*Problem:* The lines from the start of the records through the one containing "use tokio_tungstenite::tungstenite::Message;" are to be restated word for word; please include both ends.

(Information Opens)

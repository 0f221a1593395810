//! Background task that owns an established connection.

use super::events::*;
use super::handler::SocketHandler;
use super::protocol::{
    CONNECT_COMMAND_ID, Command, ConnectResult, PONG, Reply, frame_lines, parse_frame,
};
use crate::error::Error;
use futures_util::{SinkExt, StreamExt};
use std::collections::{HashMap, HashSet};
use std::sync::Arc;
use std::time::{Duration, Instant};
use tokio::net::TcpStream;
use tokio::sync::mpsc;
use tokio_tungstenite::tungstenite::Message;
use tokio_tungstenite::{MaybeTlsStream, WebSocketStream};
use tracing::{debug, warn};

pub(crate) type WsStream = WebSocketStream<MaybeTlsStream<TcpStream>>;

/// Requests from the owning [`WebsocketClient`](super::WebsocketClient).
#[derive(Debug)]
pub(crate) enum SessionCommand {
    Subscribe(String),
    Unsubscribe(String),
    Close,
}

#[derive(Debug)]
enum Pending {
    Subscribe(String),
    Unsubscribe(String),
}

/// How long a subscribe or unsubscribe command waits for its reply.
pub(crate) const REPLY_TIMEOUT: Duration = Duration::from_secs(30);

/// Accepted connection, plus the lines that shared a frame with the
/// connect reply.
#[derive(Debug)]
pub(crate) struct Handshake {
    pub connected: ConnectResult,
    pub backlog: Vec<String>,
}

/// Sends the connect command and waits for the server's reply.
pub(crate) async fn handshake(
    stream: &mut WsStream,
    name: &str,
    version: &str,
) -> Result<Handshake, Error> {
    let command = Command::connect(CONNECT_COMMAND_ID, name, version).to_json()?;
    stream
        .send(Message::Text(command.into()))
        .await
        .map_err(Box::new)?;

    let mut backlog = Vec::new();
    while let Some(frame) = stream.next().await {
        let text = match frame.map_err(Box::new)? {
            Message::Text(text) => text,
            Message::Close(_) => return Err(Error::ConnectionClosed),
            _ => continue,
        };

        let mut connected = None;
        for line in frame_lines(text.as_str()) {
            let reply = match connected {
                None => serde_json::from_str::<Reply>(line).ok(),
                Some(_) => None,
            };
            match reply {
                Some(reply) if reply.id == CONNECT_COMMAND_ID => {
                    connected = Some(connect_result(reply)?);
                }
                _ => backlog.push(line.to_string()),
            }
        }
        if let Some(connected) = connected {
            return Ok(Handshake { connected, backlog });
        }
    }

    Err(Error::ConnectionClosed)
}

fn connect_result(reply: Reply) -> Result<ConnectResult, Error> {
    if let Some(error) = reply.error {
        return Err(Error::Protocol {
            code: error.code,
            message: error.message,
        });
    }
    reply.connect.ok_or_else(|| Error::Protocol {
        code: 0,
        message: "connect reply without result".to_string(),
    })
}

#[derive(Debug)]
struct PendingCommand {
    kind: Pending,
    sent_at: Instant,
}

/// Removes the commands that waited longer than [`REPLY_TIMEOUT`], oldest
/// first.
fn take_expired(pending: &mut HashMap<u32, PendingCommand>, now: Instant) -> Vec<Pending> {
    let mut expired: Vec<u32> = pending
        .iter()
        .filter(|(_, command)| now.saturating_duration_since(command.sent_at) >= REPLY_TIMEOUT)
        .map(|(id, _)| *id)
        .collect();
    expired.sort_unstable();

    expired
        .into_iter()
        .filter_map(|id| pending.remove(&id))
        .map(|command| command.kind)
        .collect()
}

pub(crate) struct Session {
    stream: WsStream,
    handler: Arc<dyn SocketHandler>,
    commands: mpsc::Receiver<SessionCommand>,
    next_id: u32,
    answer_pings: bool,
    // entries older than REPLY_TIMEOUT are dropped on the next command
    pending: HashMap<u32, PendingCommand>,
    client_subs: HashSet<String>,
}

impl Session {
    pub(crate) fn new(
        stream: WsStream,
        handler: Arc<dyn SocketHandler>,
        commands: mpsc::Receiver<SessionCommand>,
    ) -> Self {
        Self {
            stream,
            handler,
            commands,
            next_id: CONNECT_COMMAND_ID + 1,
            answer_pings: true,
            pending: HashMap::new(),
            client_subs: HashSet::new(),
        }
    }

    /// Delivers the connect events, then pumps frames and commands until the
    /// connection ends. `on_disconnect` fires exactly once, on exit.
    pub(crate) async fn run(mut self, handshake: Handshake) {
        let Handshake { connected, backlog } = handshake;
        self.answer_pings = connected.pong;
        debug!(
            client = %connected.client,
            ping_interval = ?connected.ping,
            "websocket session started"
        );

        self.handler.on_connect(&ConnectEvent {
            client_id: connected.client,
            version: connected.version,
            data: connected.data,
        });
        for (channel, sub) in connected.subs {
            self.handler.on_server_subscribe(&ServerSubscribeEvent {
                channel,
                recovered: sub.recovered,
                data: sub.data,
            });
        }

        let event = match self.replay(backlog).await {
            Some(event) => event,
            None => self.event_loop().await,
        };
        debug!(code = event.code, reason = %event.reason, "websocket session ended");
        self.handler.on_disconnect(&event);
    }

    /// Dispatches the lines that arrived together with the connect reply.
    async fn replay(&mut self, backlog: Vec<String>) -> Option<DisconnectEvent> {
        for line in backlog {
            if let Some(event) = self.handle_text(&line).await {
                return Some(event);
            }
        }
        None
    }

    async fn event_loop(&mut self) -> DisconnectEvent {
        loop {
            tokio::select! {
                command = self.commands.recv() => match command {
                    Some(SessionCommand::Subscribe(channel)) => {
                        if let Err(err) = self.subscribe(channel).await {
                            return self.transport_error(err);
                        }
                    }
                    Some(SessionCommand::Unsubscribe(channel)) => {
                        if let Err(err) = self.unsubscribe(channel).await {
                            return self.transport_error(err);
                        }
                    }
                    Some(SessionCommand::Close) | None => {
                        if let Err(err) = self.stream.close(None).await {
                            debug!("websocket close handshake failed: {}", err);
                        }
                        return DisconnectEvent::called();
                    }
                },
                frame = self.stream.next() => match frame {
                    Some(Ok(Message::Text(text))) => {
                        if let Some(event) = self.handle_text(text.as_str()).await {
                            return event;
                        }
                    }
                    Some(Ok(Message::Close(frame))) => {
                        let reason = frame
                            .map(|f| f.reason.as_str().to_string())
                            .filter(|reason| !reason.is_empty())
                            .unwrap_or_else(|| "connection closed by server".to_string());
                        return DisconnectEvent::transport_closed(reason);
                    }
                    Some(Ok(_)) => {}
                    Some(Err(err)) => {
                        return self.transport_error(Error::WebSocket(Box::new(err)));
                    }
                    None => return DisconnectEvent::transport_closed("connection closed"),
                },
            }
        }
    }

    async fn handle_text(&mut self, text: &str) -> Option<DisconnectEvent> {
        for reply in parse_frame(text) {
            match reply {
                Ok(reply) if reply.is_ping() => {
                    if !self.answer_pings {
                        continue;
                    }
                    if let Err(err) = self.send_raw(PONG.to_string()).await {
                        return Some(self.transport_error(err));
                    }
                }
                Ok(reply) => {
                    if let Some(event) = self.dispatch(reply) {
                        return Some(event);
                    }
                }
                Err(err) => {
                    warn!("undecodable websocket frame: {}", err);
                    self.handler.on_error(&ErrorEvent {
                        message: format!("undecodable frame: {}", err),
                    });
                }
            }
        }
        None
    }

    fn dispatch(&mut self, reply: Reply) -> Option<DisconnectEvent> {
        if reply.id > 0 {
            self.resolve(reply);
            return None;
        }

        let push = reply.push?;
        let channel = push.channel;
        let client_side = self.client_subs.contains(&channel);

        if let Some(publication) = push.publication {
            if client_side {
                self.handler
                    .on_publish(&Subscription::new(channel), &PublishEvent { publication });
            } else {
                self.handler.on_server_publish(&ServerPublishEvent {
                    channel,
                    publication,
                });
            }
        } else if let Some(join) = push.join {
            if client_side {
                self.handler
                    .on_join(&Subscription::new(channel), &JoinEvent { info: join.info });
            } else {
                self.handler.on_server_join(&ServerJoinEvent {
                    channel,
                    info: join.info,
                });
            }
        } else if let Some(leave) = push.leave {
            if client_side {
                self.handler
                    .on_leave(&Subscription::new(channel), &LeaveEvent { info: leave.info });
            } else {
                self.handler.on_server_leave(&ServerLeaveEvent {
                    channel,
                    info: leave.info,
                });
            }
        } else if let Some(sub) = push.sub {
            self.handler.on_server_subscribe(&ServerSubscribeEvent {
                channel,
                recovered: sub.recovered,
                data: sub.data,
            });
        } else if let Some(unsub) = push.unsub {
            if self.client_subs.remove(&channel) {
                self.handler.on_unsubscribe(
                    &Subscription::new(channel),
                    &UnsubscribeEvent {
                        code: unsub.code,
                        reason: unsub.reason,
                    },
                );
            } else {
                self.handler
                    .on_server_unsubscribe(&ServerUnsubscribeEvent { channel });
            }
        } else if let Some(message) = push.message {
            self.handler.on_message(&MessageEvent { data: message.data });
        } else if let Some(disconnect) = push.disconnect {
            return Some(DisconnectEvent {
                code: disconnect.code,
                reason: disconnect.reason,
                reconnect: disconnect.reconnect,
            });
        }

        None
    }

    fn resolve(&mut self, reply: Reply) {
        match self.pending.remove(&reply.id).map(|command| command.kind) {
            Some(Pending::Subscribe(channel)) => {
                let subscription = Subscription::new(channel.clone());
                if let Some(error) = reply.error {
                    self.handler.on_subscribe_error(
                        &subscription,
                        &SubscribeErrorEvent {
                            code: error.code,
                            message: error.message,
                        },
                    );
                } else {
                    self.client_subs.insert(channel);
                    let result = reply.subscribe.unwrap_or_default();
                    self.handler.on_subscribe_success(
                        &subscription,
                        &SubscribeSuccessEvent {
                            recovered: result.recovered,
                            data: result.data,
                        },
                    );
                }
            }
            Some(Pending::Unsubscribe(channel)) => {
                if let Some(error) = reply.error {
                    self.handler.on_error(&ErrorEvent {
                        message: format!(
                            "unsubscribe from {} failed ({}): {}",
                            channel, error.code, error.message
                        ),
                    });
                }
            }
            None => debug!(id = reply.id, "reply to unknown command"),
        }
    }

    async fn subscribe(&mut self, channel: String) -> Result<(), Error> {
        self.expire_pending();
        let id = self.next_command_id();
        let command = Command::subscribe(id, &channel).to_json()?;
        self.track(id, Pending::Subscribe(channel));
        self.send_raw(command).await
    }

    async fn unsubscribe(&mut self, channel: String) -> Result<(), Error> {
        self.expire_pending();
        let id = self.next_command_id();
        let command = Command::unsubscribe(id, &channel).to_json()?;
        self.send_raw(command).await?;

        if self.client_subs.remove(&channel) {
            self.handler.on_unsubscribe(
                &Subscription::new(channel.clone()),
                &UnsubscribeEvent {
                    code: 0,
                    reason: "unsubscribe called".to_string(),
                },
            );
        }
        self.track(id, Pending::Unsubscribe(channel));
        Ok(())
    }

    fn track(&mut self, id: u32, kind: Pending) {
        self.pending.insert(
            id,
            PendingCommand {
                kind,
                sent_at: Instant::now(),
            },
        );
    }

    fn expire_pending(&mut self) {
        for kind in take_expired(&mut self.pending, Instant::now()) {
            match kind {
                Pending::Subscribe(channel) => {
                    warn!(channel = %channel, "no reply to subscribe");
                    self.handler.on_subscribe_error(
                        &Subscription::new(channel),
                        &SubscribeErrorEvent {
                            code: 0,
                            message: "subscribe reply timed out".to_string(),
                        },
                    );
                }
                Pending::Unsubscribe(channel) => {
                    debug!(channel = %channel, "no reply to unsubscribe");
                }
            }
        }
    }

    async fn send_raw(&mut self, text: String) -> Result<(), Error> {
        self.stream
            .send(Message::Text(text.into()))
            .await
            .map_err(|err| Error::WebSocket(Box::new(err)))
    }

    fn next_command_id(&mut self) -> u32 {
        let id = self.next_id;
        self.next_id = self.next_id.wrapping_add(1).max(CONNECT_COMMAND_ID + 1);
        id
    }

    fn transport_error(&self, err: Error) -> DisconnectEvent {
        self.handler.on_error(&ErrorEvent {
            message: err.to_string(),
        });
        DisconnectEvent::transport_error(err.to_string())
    }
}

(Information Closes)

*Solution:*
repository 0f221a1593395810
//! Background task that owns an established connection.

use super::events::*;
use super::handler::SocketHandler;
use super::protocol::{
    CONNECT_COMMAND_ID, Command, ConnectResult, PONG, Reply, frame_lines, parse_frame,
};
use crate::error::Error;
use futures_util::{SinkExt, StreamExt};
use std::collections::{HashMap, HashSet};
use std::sync::Arc;
use std::time::{Duration, Instant};
use tokio::net::TcpStream;
use tokio::sync::mpsc;
use tokio_tungstenite::tungstenite::Message;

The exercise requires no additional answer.